The Guelders campaign of September–October 1388 proved that snafu was a military condition long before the word was coined. The expedition was mobilized on a scale out of all proportion to its petty issue or possible gain. Because of his relationships in Bar and Lorraine, which lay on the way, and his knowledge of the terrrain, Coucy was designated to recruit the lords of the area and plan the campaign. The preferable route lay through Brabant, but the towns and nobles of that duchy warned that they would never allow passage of a French army because it would cause more damage to their lands “than if the enemy were in the country.”

A decision was perforce taken to march straight through the dark, forbidding forest of the Ardennes, where, Froissart remarks with awed inaccuracy, “no traveler had ever before passed.” This necessitated sending surveyors to find a way through, followed by a force of 2,500 men to cut a road, an engineering task hardly less challenging than the portable town. The cost was paid for by a triple tax on salt and sales, for a purpose difficult to represent as defense of the realm. Perhaps for that reason, Coucy had been required to recruit in his own name as if for another expedition against the Hapsburgs, rather than in the name of the King.

Led by Coucy, a vanguard of 1,000 lances began the march, followed by the King and main body with “12,000” baggage carts, not counting pack animals. While en route, Coucy was suddenly detached for a mission to Avignon of unrecorded purpose but probably concerned with the plan that continued to obsess the French of conquering Rome for Clement. He returned—“to the great joy of the whole army”—within about a month, which, considering a journey of almost 500 miles each way, was energetic traveling.

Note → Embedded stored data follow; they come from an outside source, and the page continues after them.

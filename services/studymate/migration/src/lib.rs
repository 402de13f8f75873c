use sea_orm_migration::prelude::*;

mod m20250101_000001_create_users;
mod m20250101_000002_create_academic_structure;
mod m20250101_000003_create_study_materials;
mod m20250101_000004_create_sync_outbox;
mod m20250101_000005_add_filter_indexes;

pub struct Migrator;

#[async_trait::async_trait]
impl MigratorTrait for Migrator {
    fn migrations() -> Vec<Box<dyn MigrationTrait>> {
        vec![
            Box::new(m20250101_000001_create_users::Migration),
            Box::new(m20250101_000002_create_academic_structure::Migration),
            Box::new(m20250101_000003_create_study_materials::Migration),
            Box::new(m20250101_000004_create_sync_outbox::Migration),
            Box::new(m20250101_000005_add_filter_indexes::Migration),
        ]
    }
}
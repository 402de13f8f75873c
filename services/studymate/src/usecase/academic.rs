use std::future::Future;

use chrono::Utc;
use tracing::info;
use uuid::Uuid;

use studymate_core::retry::RetryPolicy;

use crate::domain::repository::{
    DepartmentRepository, ObjectStorage, Projector, SemesterRepository, SubjectRepository,
    YearRepository,
};
use crate::domain::types::{
    Department, MaterialScope, Semester, SemesterDetail, SemesterFilter, StudyMaterial, Subject,
    SubjectDetail, SubjectFilter, Year,
};
use crate::error::StudyMateError;
use crate::usecase::upload::purge_removed_materials;

/// Collaborators needed to clean up the materials a cascade delete takes with it.
pub struct CascadeCleanup<S: ObjectStorage, P: Projector> {
    pub storage: S,
    pub sync: P,
    pub retry: RetryPolicy,
}

impl<S: ObjectStorage, P: Projector> CascadeCleanup<S, P> {
    /// Run `delete`, then remove the blobs and mirror copies of the materials it reports.
    /// Returns `false` without side effects if nothing was deleted.
    async fn run<F, Fut>(&self, scope: MaterialScope, delete: F) -> Result<bool, StudyMateError>
    where
        F: FnOnce() -> Fut,
        Fut: Future<Output = Result<Option<Vec<StudyMaterial>>, StudyMateError>>,
    {
        let Some(removed) = delete().await? else {
            return Ok(false);
        };
        info!(?scope, materials = removed.len(), "cascade delete");
        purge_removed_materials(&self.storage, &self.sync, &self.retry, removed).await;
        Ok(true)
    }
}

fn required(value: &str, what: &str) -> Result<String, StudyMateError> {
    let trimmed = value.trim();
    if trimmed.is_empty() {
        return Err(StudyMateError::validation(format!("{what} is required")));
    }
    Ok(trimmed.to_owned())
}

fn non_empty(value: Option<String>) -> Option<String> {
    value
        .map(|v| v.trim().to_owned())
        .filter(|v| !v.is_empty())
}

// ── Departments ──────────────────────────────────────────────────────────────

pub struct ListDepartmentsUseCase<R: DepartmentRepository> {
    pub repo: R,
}

impl<R: DepartmentRepository> ListDepartmentsUseCase<R> {
    pub async fn execute(&self) -> Result<Vec<Department>, StudyMateError> {
        self.repo.list().await
    }
}

pub struct GetDepartmentUseCase<R: DepartmentRepository> {
    pub repo: R,
}

impl<R: DepartmentRepository> GetDepartmentUseCase<R> {
    pub async fn execute(&self, id: Uuid) -> Result<Department, StudyMateError> {
        self.repo
            .find_by_id(id)
            .await?
            .ok_or(StudyMateError::DepartmentNotFound)
    }
}

pub struct CreateDepartmentInput {
    pub name: String,
    pub code: String,
}

pub struct CreateDepartmentUseCase<R: DepartmentRepository> {
    pub repo: R,
}

impl<R: DepartmentRepository> CreateDepartmentUseCase<R> {
    pub async fn execute(&self, input: CreateDepartmentInput) -> Result<Department, StudyMateError> {
        let name = required(&input.name, "name")?;
        let code = required(&input.code, "code")?;
        if self.repo.find_by_name(&name).await?.is_some() {
            return Err(StudyMateError::DepartmentExists);
        }
        let department = Department {
            id: Uuid::now_v7(),
            name,
            code,
            created_at: Utc::now(),
        };
        self.repo.create(&department).await?;
        Ok(department)
    }
}

pub struct DeleteDepartmentUseCase<R, S, P>
where
    R: DepartmentRepository,
    S: ObjectStorage,
    P: Projector,
{
    pub repo: R,
    pub cleanup: CascadeCleanup<S, P>,
}

impl<R, S, P> DeleteDepartmentUseCase<R, S, P>
where
    R: DepartmentRepository,
    S: ObjectStorage,
    P: Projector,
{
    pub async fn execute(&self, id: Uuid) -> Result<(), StudyMateError> {
        let deleted = self
            .cleanup
            .run(MaterialScope::Department(id), || self.repo.delete(id))
            .await?;
        if !deleted {
            return Err(StudyMateError::DepartmentNotFound);
        }
        Ok(())
    }
}

// ── Years ────────────────────────────────────────────────────────────────────

pub struct ListYearsUseCase<R: YearRepository> {
    pub repo: R,
}

impl<R: YearRepository> ListYearsUseCase<R> {
    pub async fn execute(&self) -> Result<Vec<Year>, StudyMateError> {
        self.repo.list().await
    }
}

pub struct GetYearUseCase<R: YearRepository> {
    pub repo: R,
}

impl<R: YearRepository> GetYearUseCase<R> {
    pub async fn execute(&self, id: Uuid) -> Result<Year, StudyMateError> {
        self.repo
            .find_by_id(id)
            .await?
            .ok_or(StudyMateError::YearNotFound)
    }
}

pub struct CreateYearInput {
    pub name: String,
    pub number: i32,
}

pub struct CreateYearUseCase<R: YearRepository> {
    pub repo: R,
}

impl<R: YearRepository> CreateYearUseCase<R> {
    pub async fn execute(&self, input: CreateYearInput) -> Result<Year, StudyMateError> {
        let name = required(&input.name, "name")?;
        if input.number < 1 {
            return Err(StudyMateError::validation("number must be positive"));
        }
        if self.repo.find_by_name(&name).await?.is_some() {
            return Err(StudyMateError::YearExists);
        }
        let year = Year {
            id: Uuid::now_v7(),
            name,
            number: input.number,
            created_at: Utc::now(),
        };
        self.repo.create(&year).await?;
        Ok(year)
    }
}

pub struct DeleteYearUseCase<R, S, P>
where
    R: YearRepository,
    S: ObjectStorage,
    P: Projector,
{
    pub repo: R,
    pub cleanup: CascadeCleanup<S, P>,
}

impl<R, S, P> DeleteYearUseCase<R, S, P>
where
    R: YearRepository,
    S: ObjectStorage,
    P: Projector,
{
    pub async fn execute(&self, id: Uuid) -> Result<(), StudyMateError> {
        let deleted = self
            .cleanup
            .run(MaterialScope::Year(id), || self.repo.delete(id))
            .await?;
        if !deleted {
            return Err(StudyMateError::YearNotFound);
        }
        Ok(())
    }
}

// ── Semesters ────────────────────────────────────────────────────────────────

pub struct ListSemestersUseCase<R: SemesterRepository> {
    pub repo: R,
}

impl<R: SemesterRepository> ListSemestersUseCase<R> {
    pub async fn execute(
        &self,
        filter: SemesterFilter,
    ) -> Result<Vec<SemesterDetail>, StudyMateError> {
        self.repo.list(&filter).await
    }
}

pub struct GetSemesterUseCase<R: SemesterRepository> {
    pub repo: R,
}

impl<R: SemesterRepository> GetSemesterUseCase<R> {
    pub async fn execute(&self, id: Uuid) -> Result<SemesterDetail, StudyMateError> {
        self.repo
            .find_by_id(id)
            .await?
            .ok_or(StudyMateError::SemesterNotFound)
    }
}

pub struct CreateSemesterInput {
    pub department_id: Option<Uuid>,
    pub year_id: Uuid,
    pub number: i32,
    /// Defaults to `Semester {number}`.
    pub name: Option<String>,
}

pub struct CreateSemesterUseCase<S: SemesterRepository, D: DepartmentRepository, Y: YearRepository>
{
    pub repo: S,
    pub departments: D,
    pub years: Y,
}

impl<S: SemesterRepository, D: DepartmentRepository, Y: YearRepository>
    CreateSemesterUseCase<S, D, Y>
{
    pub async fn execute(
        &self,
        input: CreateSemesterInput,
    ) -> Result<SemesterDetail, StudyMateError> {
        if input.number < 1 {
            return Err(StudyMateError::validation("number must be positive"));
        }
        let year = self
            .years
            .find_by_id(input.year_id)
            .await?
            .ok_or(StudyMateError::YearNotFound)?;
        let department = match input.department_id {
            Some(id) => Some(
                self.departments
                    .find_by_id(id)
                    .await?
                    .ok_or(StudyMateError::DepartmentNotFound)?,
            ),
            None => None,
        };
        if self
            .repo
            .find_by_key(input.department_id, input.year_id, input.number)
            .await?
            .is_some()
        {
            return Err(StudyMateError::SemesterExists);
        }

        let semester = Semester {
            id: Uuid::now_v7(),
            department_id: input.department_id,
            year_id: year.id,
            name: non_empty(input.name).unwrap_or_else(|| format!("Semester {}", input.number)),
            number: input.number,
            created_at: Utc::now(),
        };
        self.repo.create(&semester).await?;
        Ok(SemesterDetail {
            semester,
            department_name: department.map(|d| d.name),
            year_name: year.name,
        })
    }
}

pub struct DeleteSemesterUseCase<R, S, P>
where
    R: SemesterRepository,
    S: ObjectStorage,
    P: Projector,
{
    pub repo: R,
    pub cleanup: CascadeCleanup<S, P>,
}

impl<R, S, P> DeleteSemesterUseCase<R, S, P>
where
    R: SemesterRepository,
    S: ObjectStorage,
    P: Projector,
{
    pub async fn execute(&self, id: Uuid) -> Result<(), StudyMateError> {
        let deleted = self
            .cleanup
            .run(MaterialScope::Semester(id), || self.repo.delete(id))
            .await?;
        if !deleted {
            return Err(StudyMateError::SemesterNotFound);
        }
        Ok(())
    }
}

// ── Subjects ─────────────────────────────────────────────────────────────────

pub struct ListSubjectsUseCase<R: SubjectRepository> {
    pub repo: R,
}

impl<R: SubjectRepository> ListSubjectsUseCase<R> {
    pub async fn execute(
        &self,
        mut filter: SubjectFilter,
    ) -> Result<Vec<SubjectDetail>, StudyMateError> {
        filter.search = non_empty(filter.search);
        self.repo.list(&filter).await
    }
}

pub struct GetSubjectUseCase<R: SubjectRepository> {
    pub repo: R,
}

impl<R: SubjectRepository> GetSubjectUseCase<R> {
    pub async fn execute(&self, id: Uuid) -> Result<SubjectDetail, StudyMateError> {
        self.repo
            .find_by_id(id)
            .await?
            .ok_or(StudyMateError::SubjectNotFound)
    }
}

pub struct CreateSubjectInput {
    pub semester_id: Uuid,
    pub name: String,
    pub code: Option<String>,
}

pub struct CreateSubjectUseCase<R: SubjectRepository, S: SemesterRepository> {
    pub repo: R,
    pub semesters: S,
}

impl<R: SubjectRepository, S: SemesterRepository> CreateSubjectUseCase<R, S> {
    pub async fn execute(&self, input: CreateSubjectInput) -> Result<SubjectDetail, StudyMateError> {
        let name = required(&input.name, "name")?;
        let parent = self
            .semesters
            .find_by_id(input.semester_id)
            .await?
            .ok_or(StudyMateError::SemesterNotFound)?;

        let subject = Subject {
            id: Uuid::now_v7(),
            semester_id: parent.semester.id,
            name,
            code: non_empty(input.code),
            created_at: Utc::now(),
        };
        self.repo.create(&subject).await?;
        Ok(SubjectDetail {
            subject,
            semester_name: parent.semester.name,
            semester_number: parent.semester.number,
            year_name: parent.year_name,
            department_name: parent.department_name,
        })
    }
}

pub struct DeleteSubjectUseCase<R, S, P>
where
    R: SubjectRepository,
    S: ObjectStorage,
    P: Projector,
{
    pub repo: R,
    pub cleanup: CascadeCleanup<S, P>,
}

impl<R, S, P> DeleteSubjectUseCase<R, S, P>
where
    R: SubjectRepository,
    S: ObjectStorage,
    P: Projector,
{
    pub async fn execute(&self, id: Uuid) -> Result<(), StudyMateError> {
        let deleted = self
            .cleanup
            .run(MaterialScope::Subject(id), || self.repo.delete(id))
            .await?;
        if !deleted {
            return Err(StudyMateError::SubjectNotFound);
        }
        Ok(())
    }
}
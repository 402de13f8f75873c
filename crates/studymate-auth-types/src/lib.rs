//! Auth types shared across StudyMate crates.
//!
//! Provides JWT issuance and validation plus the `Identity` bearer-token extractor.

pub mod identity;
pub mod token;
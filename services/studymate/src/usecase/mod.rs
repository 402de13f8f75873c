pub mod academic;
pub mod material;
pub mod seed;
pub mod sync;
pub mod upload;
pub mod user;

Little combat and no glory were found at Guelders. The campaign bogged down in negotiations. Tents were wet after a summer of heavy rains, provisions rotted in the humidity, food was scarce despite a rich country. The return after honor had been satisfied by a negotiated apology from the Duke of Guelders, was wretched under more heavy rains. Roads were mud, horses stumbled over slippery logs and rocks, men were drowned in fording flooded rivers, and wagons of booty floated away. Knights, squires, and grand seigneurs came home without pride or profit, many of them sick or exhausted and blaming the Duke of Burgundy whose ambitions in Brabant they correctly held responsible. Coucy seems to have incurred no blame as he had incurred none in the insurrection of Paris. Since the start of the reign, the government of the uncles had dragged the country into ruinous expense for a series of grandiose projects ending in futility. At Guelders their credit ran out.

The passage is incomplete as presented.